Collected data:
----------------
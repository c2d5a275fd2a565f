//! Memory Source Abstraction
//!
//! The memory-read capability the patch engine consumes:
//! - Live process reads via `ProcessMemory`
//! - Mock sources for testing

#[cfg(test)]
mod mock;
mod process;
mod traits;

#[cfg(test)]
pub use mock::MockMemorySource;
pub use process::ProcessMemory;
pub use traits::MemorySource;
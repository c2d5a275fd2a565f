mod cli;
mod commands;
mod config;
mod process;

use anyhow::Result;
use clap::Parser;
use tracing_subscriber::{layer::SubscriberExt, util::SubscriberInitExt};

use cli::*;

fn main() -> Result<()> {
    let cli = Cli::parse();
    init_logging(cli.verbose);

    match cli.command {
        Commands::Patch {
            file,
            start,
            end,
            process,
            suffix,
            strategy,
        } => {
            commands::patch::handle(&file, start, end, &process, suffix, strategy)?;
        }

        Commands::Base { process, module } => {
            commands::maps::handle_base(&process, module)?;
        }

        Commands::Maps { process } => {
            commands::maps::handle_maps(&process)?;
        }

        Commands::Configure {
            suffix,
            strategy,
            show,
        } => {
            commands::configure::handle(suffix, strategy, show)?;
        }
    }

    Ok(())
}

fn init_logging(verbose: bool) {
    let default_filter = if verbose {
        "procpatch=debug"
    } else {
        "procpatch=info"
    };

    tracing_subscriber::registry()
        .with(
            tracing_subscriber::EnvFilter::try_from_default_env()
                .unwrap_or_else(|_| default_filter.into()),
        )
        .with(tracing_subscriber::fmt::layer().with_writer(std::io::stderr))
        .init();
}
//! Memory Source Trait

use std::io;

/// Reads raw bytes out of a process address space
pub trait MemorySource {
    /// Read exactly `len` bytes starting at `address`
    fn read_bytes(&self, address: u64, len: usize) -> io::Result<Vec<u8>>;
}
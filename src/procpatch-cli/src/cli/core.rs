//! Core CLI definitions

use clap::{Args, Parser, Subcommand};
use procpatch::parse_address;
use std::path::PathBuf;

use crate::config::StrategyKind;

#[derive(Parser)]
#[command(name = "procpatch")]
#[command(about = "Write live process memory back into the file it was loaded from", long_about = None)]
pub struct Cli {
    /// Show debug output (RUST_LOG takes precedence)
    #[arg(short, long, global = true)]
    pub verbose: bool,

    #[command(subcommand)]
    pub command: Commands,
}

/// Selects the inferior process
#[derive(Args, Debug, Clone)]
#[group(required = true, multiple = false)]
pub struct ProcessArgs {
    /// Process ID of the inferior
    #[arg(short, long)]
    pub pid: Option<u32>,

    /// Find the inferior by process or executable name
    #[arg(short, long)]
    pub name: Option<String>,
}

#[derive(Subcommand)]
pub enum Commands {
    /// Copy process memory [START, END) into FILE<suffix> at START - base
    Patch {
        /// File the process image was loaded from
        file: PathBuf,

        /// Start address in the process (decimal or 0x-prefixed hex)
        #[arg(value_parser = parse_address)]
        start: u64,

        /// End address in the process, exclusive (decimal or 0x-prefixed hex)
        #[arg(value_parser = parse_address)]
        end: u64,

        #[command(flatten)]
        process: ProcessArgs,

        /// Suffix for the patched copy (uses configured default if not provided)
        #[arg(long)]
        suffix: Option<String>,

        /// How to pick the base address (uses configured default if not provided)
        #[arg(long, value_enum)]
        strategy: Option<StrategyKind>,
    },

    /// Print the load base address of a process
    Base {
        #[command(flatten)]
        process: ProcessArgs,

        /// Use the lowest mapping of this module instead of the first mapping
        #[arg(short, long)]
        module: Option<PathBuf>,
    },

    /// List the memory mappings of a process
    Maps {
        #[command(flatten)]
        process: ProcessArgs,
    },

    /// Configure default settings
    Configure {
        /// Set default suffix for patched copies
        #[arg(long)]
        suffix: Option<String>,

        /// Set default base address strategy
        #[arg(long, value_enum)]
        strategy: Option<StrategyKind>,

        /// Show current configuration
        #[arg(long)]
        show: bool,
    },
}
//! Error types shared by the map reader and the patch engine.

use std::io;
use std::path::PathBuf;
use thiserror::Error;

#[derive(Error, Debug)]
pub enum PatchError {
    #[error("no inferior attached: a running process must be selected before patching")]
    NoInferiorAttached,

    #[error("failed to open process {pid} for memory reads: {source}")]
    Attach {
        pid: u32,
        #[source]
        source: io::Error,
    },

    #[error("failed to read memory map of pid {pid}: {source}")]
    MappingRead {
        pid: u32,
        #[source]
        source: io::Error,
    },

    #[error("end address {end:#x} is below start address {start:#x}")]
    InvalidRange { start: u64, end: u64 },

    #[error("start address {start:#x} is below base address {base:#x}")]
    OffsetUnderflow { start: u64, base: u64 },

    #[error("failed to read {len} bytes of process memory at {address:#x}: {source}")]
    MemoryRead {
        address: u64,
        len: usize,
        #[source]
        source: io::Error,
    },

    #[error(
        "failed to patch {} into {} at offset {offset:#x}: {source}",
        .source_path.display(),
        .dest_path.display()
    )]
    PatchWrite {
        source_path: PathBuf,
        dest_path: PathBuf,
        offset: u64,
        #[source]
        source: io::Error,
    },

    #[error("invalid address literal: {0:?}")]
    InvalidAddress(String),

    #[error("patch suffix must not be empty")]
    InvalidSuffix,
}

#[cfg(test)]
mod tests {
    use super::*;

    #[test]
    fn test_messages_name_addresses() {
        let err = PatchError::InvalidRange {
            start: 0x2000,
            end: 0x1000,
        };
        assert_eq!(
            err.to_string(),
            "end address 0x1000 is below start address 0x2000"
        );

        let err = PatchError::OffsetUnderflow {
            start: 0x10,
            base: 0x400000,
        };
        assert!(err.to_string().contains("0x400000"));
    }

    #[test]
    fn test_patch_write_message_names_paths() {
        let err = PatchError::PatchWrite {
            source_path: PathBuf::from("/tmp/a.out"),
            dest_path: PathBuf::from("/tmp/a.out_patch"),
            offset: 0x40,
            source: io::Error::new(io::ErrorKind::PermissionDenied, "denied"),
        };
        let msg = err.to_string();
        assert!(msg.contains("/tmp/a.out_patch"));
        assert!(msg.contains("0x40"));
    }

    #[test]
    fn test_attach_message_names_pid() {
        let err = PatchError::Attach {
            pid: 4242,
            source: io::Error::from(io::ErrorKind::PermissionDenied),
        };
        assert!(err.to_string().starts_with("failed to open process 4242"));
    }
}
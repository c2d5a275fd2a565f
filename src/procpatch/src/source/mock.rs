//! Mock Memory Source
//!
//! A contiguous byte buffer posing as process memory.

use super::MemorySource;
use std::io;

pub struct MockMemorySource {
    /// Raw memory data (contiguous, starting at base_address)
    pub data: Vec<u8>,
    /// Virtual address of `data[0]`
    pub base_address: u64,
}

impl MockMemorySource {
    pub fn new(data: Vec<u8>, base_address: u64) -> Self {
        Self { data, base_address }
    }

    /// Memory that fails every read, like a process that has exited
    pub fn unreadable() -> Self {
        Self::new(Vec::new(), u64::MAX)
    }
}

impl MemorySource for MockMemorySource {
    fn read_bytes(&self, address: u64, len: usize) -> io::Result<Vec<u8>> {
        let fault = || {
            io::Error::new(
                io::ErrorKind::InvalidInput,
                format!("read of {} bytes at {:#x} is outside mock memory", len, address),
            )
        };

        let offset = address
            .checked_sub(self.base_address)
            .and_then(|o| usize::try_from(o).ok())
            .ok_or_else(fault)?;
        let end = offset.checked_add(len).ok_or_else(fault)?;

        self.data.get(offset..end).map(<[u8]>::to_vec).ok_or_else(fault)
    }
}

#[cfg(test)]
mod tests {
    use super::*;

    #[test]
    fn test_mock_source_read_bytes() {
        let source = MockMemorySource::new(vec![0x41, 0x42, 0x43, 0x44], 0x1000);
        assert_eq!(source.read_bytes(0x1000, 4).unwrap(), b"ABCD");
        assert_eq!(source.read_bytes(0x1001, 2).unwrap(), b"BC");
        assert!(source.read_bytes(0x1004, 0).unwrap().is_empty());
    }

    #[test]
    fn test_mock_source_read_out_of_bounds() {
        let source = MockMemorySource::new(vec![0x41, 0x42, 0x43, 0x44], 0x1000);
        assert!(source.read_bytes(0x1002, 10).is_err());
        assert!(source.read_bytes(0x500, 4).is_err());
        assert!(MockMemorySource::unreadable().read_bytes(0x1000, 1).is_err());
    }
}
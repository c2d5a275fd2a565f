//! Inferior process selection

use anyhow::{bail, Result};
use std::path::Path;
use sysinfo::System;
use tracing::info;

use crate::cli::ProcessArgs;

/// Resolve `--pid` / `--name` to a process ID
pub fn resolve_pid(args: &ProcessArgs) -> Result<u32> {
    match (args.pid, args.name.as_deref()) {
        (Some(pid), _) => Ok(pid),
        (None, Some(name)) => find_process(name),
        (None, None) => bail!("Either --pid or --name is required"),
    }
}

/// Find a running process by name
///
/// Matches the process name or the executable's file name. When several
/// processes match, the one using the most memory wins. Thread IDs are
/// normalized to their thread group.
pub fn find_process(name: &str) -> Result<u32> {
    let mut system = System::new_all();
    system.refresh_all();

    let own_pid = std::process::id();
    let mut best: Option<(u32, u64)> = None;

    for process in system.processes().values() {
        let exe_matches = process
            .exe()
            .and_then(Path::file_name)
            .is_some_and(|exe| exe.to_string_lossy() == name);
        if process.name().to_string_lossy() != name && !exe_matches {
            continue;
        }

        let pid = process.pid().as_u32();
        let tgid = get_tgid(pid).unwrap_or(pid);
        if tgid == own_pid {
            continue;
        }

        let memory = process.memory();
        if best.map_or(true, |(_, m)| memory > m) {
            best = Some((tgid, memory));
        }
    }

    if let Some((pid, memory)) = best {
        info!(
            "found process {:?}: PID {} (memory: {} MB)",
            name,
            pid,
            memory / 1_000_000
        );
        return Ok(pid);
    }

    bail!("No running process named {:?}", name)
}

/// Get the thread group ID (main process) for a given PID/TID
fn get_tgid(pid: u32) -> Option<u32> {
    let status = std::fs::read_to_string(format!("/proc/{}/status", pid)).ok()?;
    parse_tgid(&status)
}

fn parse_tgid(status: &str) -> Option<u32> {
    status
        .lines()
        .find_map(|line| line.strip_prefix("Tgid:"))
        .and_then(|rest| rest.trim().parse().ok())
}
----------------
Search the data for the string "derive" and copy each line where it appears.

* Answer to the exercise
#[derive(Parser)]
#[derive(Args, Debug, Clone)]
#[derive(Subcommand)]
#[derive(Error, Debug)]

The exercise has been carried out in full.